[PATCH v2 02/28] vmscan: take at least one pass with shrinkers

Thu Apr 11 09:25:24 UTC 2013

On Thu, Apr 11, 2013 at 03:27:30PM +0800, Wanpeng Li wrote:
> On Thu, Apr 11, 2013 at 10:41:14AM +1000, Dave Chinner wrote:
> >On Wed, Apr 10, 2013 at 11:03:39PM +0900, JoonSoo Kim wrote:
> >> Another one what I found is that they don't account "nr_reclaimed" precisely.
> >> There is no code which check whether "current->reclaim_state" exist or not,
> >> except prune_inode().
> >
> >That's because prune_inode() can free page cache pages when the
> >inode mapping is invalidated. Hence it accounts this in addition
> >to the slab objects being freed.
> >
> >IOWs, if you have a shrinker that frees pages from the page cache,
> >you need to do this. Last time I checked, only inode cache reclaim
> >caused extra page cache reclaim to occur, so most (all?) other
> >shrinkers do not need to do this.
> >
> 
> If we should account "nr_reclaimed" against huge zero page? There are 
> large number(512) of pages reclaimed which can throttle direct or 
> kswapd relcaim to avoid reclaim excess pages. I can do this work if 
> you think the idea is needed.

I'm not sure. the zero hugepage is allocated through:

	zero_page = alloc_pages((GFP_TRANSHUGE | __GFP_ZERO) & ~__GFP_MOVABLE,   
				HPAGE_PMD_ORDER);

which means the pages reclaimed by the shrinker aren't file/anon LRU
pages.  Hence I'm not sure what extra accounting might be useful
here, but accounting them as LRU pages being reclaimed seems wrong.
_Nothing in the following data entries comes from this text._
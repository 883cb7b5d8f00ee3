//! Output template renderer
//!
//! Lays out text-mode lines with event-level tokens:
//!
//! ```text
//! [{Timestamp:%H:%M:%S} {Level:u3}] {Message}{NewLine}{Exception}
//! ```
//!
//! | Token         | Output                                                  |
//! |---------------|---------------------------------------------------------|
//! | `{Timestamp}` | event time, chrono strftime format after `:`            |
//! | `{Level}`     | level name; `:u3` `INF`, `:w3` `inf`, `:u` `INFORMATION`, `:w` `information` |
//! | `{Message}`   | rendered message; `:j` renders values as JSON           |
//! | `{Exception}` | exception text plus newline, empty when absent          |
//! | `{Properties}`| all event properties as a JSON object                   |
//! | `{NewLine}`   | `\n`                                                    |
//! | anything else | the event property with that name                       |
//!
//! Every token accepts an alignment (`{Level,-11}`).

use std::fmt::{self, Write};

use bytes::{BufMut, BytesMut};
use chrono::format::{Item, StrftimeItems};
use owo_colors::{OwoColorize, Style};

use super::{Render, RenderError};
use crate::event::{LogEvent, LogLevel};
use crate::template::{self, Alignment, MessageTemplate, PropertyToken, Token};

const DEFAULT_TIMESTAMP_FORMAT: &str = "%Y-%m-%d %H:%M:%S%.3f %:z";

/// Level token rendering
#[derive(Debug, Clone, Copy, Default, PartialEq, Eq)]
pub enum LevelFormat {
    /// `Information`
    #[default]
    Name,
    /// `INF`
    UpperShort,
    /// `inf`
    LowerShort,
    /// `INFORMATION`
    Upper,
    /// `information`
    Lower,
}

impl LevelFormat {
    fn parse(format: Option<&str>) -> Self {
        match format {
            Some("u3") => Self::UpperShort,
            Some("w3") => Self::LowerShort,
            Some("u") => Self::Upper,
            Some("w") => Self::Lower,
            _ => Self::Name,
        }
    }

    fn apply(self, level: LogLevel, out: &mut String) {
        match self {
            Self::Name => out.push_str(level.name()),
            Self::UpperShort => out.push_str(level.short_name()),
            Self::LowerShort => out.push_str(&level.short_name().to_ascii_lowercase()),
            Self::Upper => out.push_str(level.as_str()),
            Self::Lower => out.push_str(&level.as_str().to_ascii_lowercase()),
        }
    }
}

#[derive(Debug, Clone)]
enum Segment {
    Literal(String),
    Timestamp {
        format: String,
        alignment: Option<Alignment>,
    },
    Level {
        format: LevelFormat,
        alignment: Option<Alignment>,
    },
    Message {
        json: bool,
        alignment: Option<Alignment>,
    },
    Exception,
    Properties,
    NewLine,
    Property(PropertyToken),
}

/// Text renderer driven by an output template
#[derive(Debug, Clone)]
pub struct OutputTemplate {
    text: String,
    segments: Vec<Segment>,
    color: bool,
}

impl OutputTemplate {
    /// The layout used when none is configured
    pub const DEFAULT: &'static str =
        "[{Timestamp:%H:%M:%S} {Level:u3}] {Message}{NewLine}{Exception}";

    /// Parse an output template
    ///
    /// An invalid timestamp format falls back to the default one.
    pub fn new(text: &str, color: bool) -> Self {
        let parsed = MessageTemplate::parse(text);
        let segments = parsed
            .tokens()
            .iter()
            .map(|token| match token {
                Token::Text(literal) => Segment::Literal(literal.clone()),
                Token::Property(hole) => segment_for(hole),
            })
            .collect();

        Self {
            text: text.to_string(),
            segments,
            color,
        }
    }

    /// Template source text
    pub fn text(&self) -> &str {
        &self.text
    }

    /// Whether the level token is colored
    pub fn color(&self) -> bool {
        self.color
    }

    fn write_level(
        &self,
        level: LogLevel,
        format: LevelFormat,
        alignment: Option<Alignment>,
        scratch: &mut String,
        buf: &mut BytesMut,
    ) -> fmt::Result {
        scratch.clear();
        format.apply(level, scratch);

        if !self.color {
            return template::write_aligned(buf, scratch, alignment);
        }

        let mut padded = String::with_capacity(scratch.len() + 8);
        template::write_aligned(&mut padded, scratch, alignment)?;
        write!(buf, "{}", padded.style(level_style(level)))
    }
}

impl Default for OutputTemplate {
    fn default() -> Self {
        Self::new(Self::DEFAULT, false)
    }
}

fn segment_for(hole: &PropertyToken) -> Segment {
    let alignment = hole.alignment();
    match hole.name() {
        "Timestamp" => Segment::Timestamp {
            format: timestamp_format(hole.format()),
            alignment,
        },
        "Level" => Segment::Level {
            format: LevelFormat::parse(hole.format()),
            alignment,
        },
        "Message" => Segment::Message {
            json: hole.format() == Some("j"),
            alignment,
        },
        "Exception" => Segment::Exception,
        "Properties" => Segment::Properties,
        "NewLine" => Segment::NewLine,
        _ => Segment::Property(hole.clone()),
    }
}

fn timestamp_format(format: Option<&str>) -> String {
    match format {
        Some(f) if StrftimeItems::new(f).any(|item| matches!(item, Item::Error)) => {
            tracing::warn!(
                format = f,
                "invalid timestamp format in output template, using default"
            );
            DEFAULT_TIMESTAMP_FORMAT.to_string()
        }
        Some(f) => f.to_string(),
        None => DEFAULT_TIMESTAMP_FORMAT.to_string(),
    }
}

/// Get style for log level
fn level_style(level: LogLevel) -> Style {
    match level {
        LogLevel::Fatal | LogLevel::Error => Style::new().red(),
        LogLevel::Warning => Style::new().yellow(),
        LogLevel::Information | LogLevel::Debug => Style::new(),
        LogLevel::Verbose => Style::new().dimmed(),
    }
}

impl Render for OutputTemplate {
    fn render(&self, event: &LogEvent, buf: &mut BytesMut) -> Result<(), RenderError> {
        let mut scratch = String::new();

        for segment in &self.segments {
            match segment {
                Segment::Literal(text) => buf.put_slice(text.as_bytes()),
                Segment::NewLine => buf.put_u8(b'\n'),
                Segment::Timestamp { format, alignment } => {
                    scratch.clear();
                    write!(scratch, "{}", event.timestamp().format(format))?;
                    template::write_aligned(buf, &scratch, *alignment)?;
                }
                Segment::Level { format, alignment } => {
                    self.write_level(event.level(), *format, *alignment, &mut scratch, buf)?;
                }
                Segment::Message { json, alignment } => {
                    let message = event.message_template();
                    let rendered = if *json {
                        message.display_json(event.properties())
                    } else {
                        message.display(event.properties())
                    };
                    if alignment.is_some() {
                        scratch.clear();
                        write!(scratch, "{rendered}")?;
                        template::write_aligned(buf, &scratch, *alignment)?;
                    } else {
                        write!(buf, "{rendered}")?;
                    }
                }
                Segment::Exception => {
                    if let Some(exception) = event.exception() {
                        buf.put_slice(exception.as_bytes());
                        if !exception.ends_with('\n') {
                            buf.put_u8(b'\n');
                        }
                    }
                }
                Segment::Properties => {
                    serde_json::to_writer((&mut *buf).writer(), event.properties())?;
                }
                Segment::Property(hole) => {
                    template::render_property(hole, event.properties(), buf)?;
                }
            }
        }
        Ok(())
    }
}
FWIW, the reclaim of a single global object by a shrinker is not
really a use case the shrinkers were designed for, so I suspect that
anything we try to do right now within the current framework will
just be a hack.

I suspect that what we need to do is add the current zone reclaim
priority to the shrinker control structure (like has been done with
the nodemask) so that objects like this can be considered for
removal at a specific reclaim priority level rather than trying to
use scan/count trickery to get where we want to be.

Perhaps we need a shrinker->shrink_priority method that is called just
once when the reclaim priority is high enough to trigger it. i.e.
all these "do something special when memory reclaim is struggling to
make progress" operations set the priority at which they get called
and every time shrink_slab() is then called with that priority (or
higher) the shrinker->shrink_priority method is called just once?

Cheers,

Dave.
-- 
Dave Chinner
david at fromorbit.com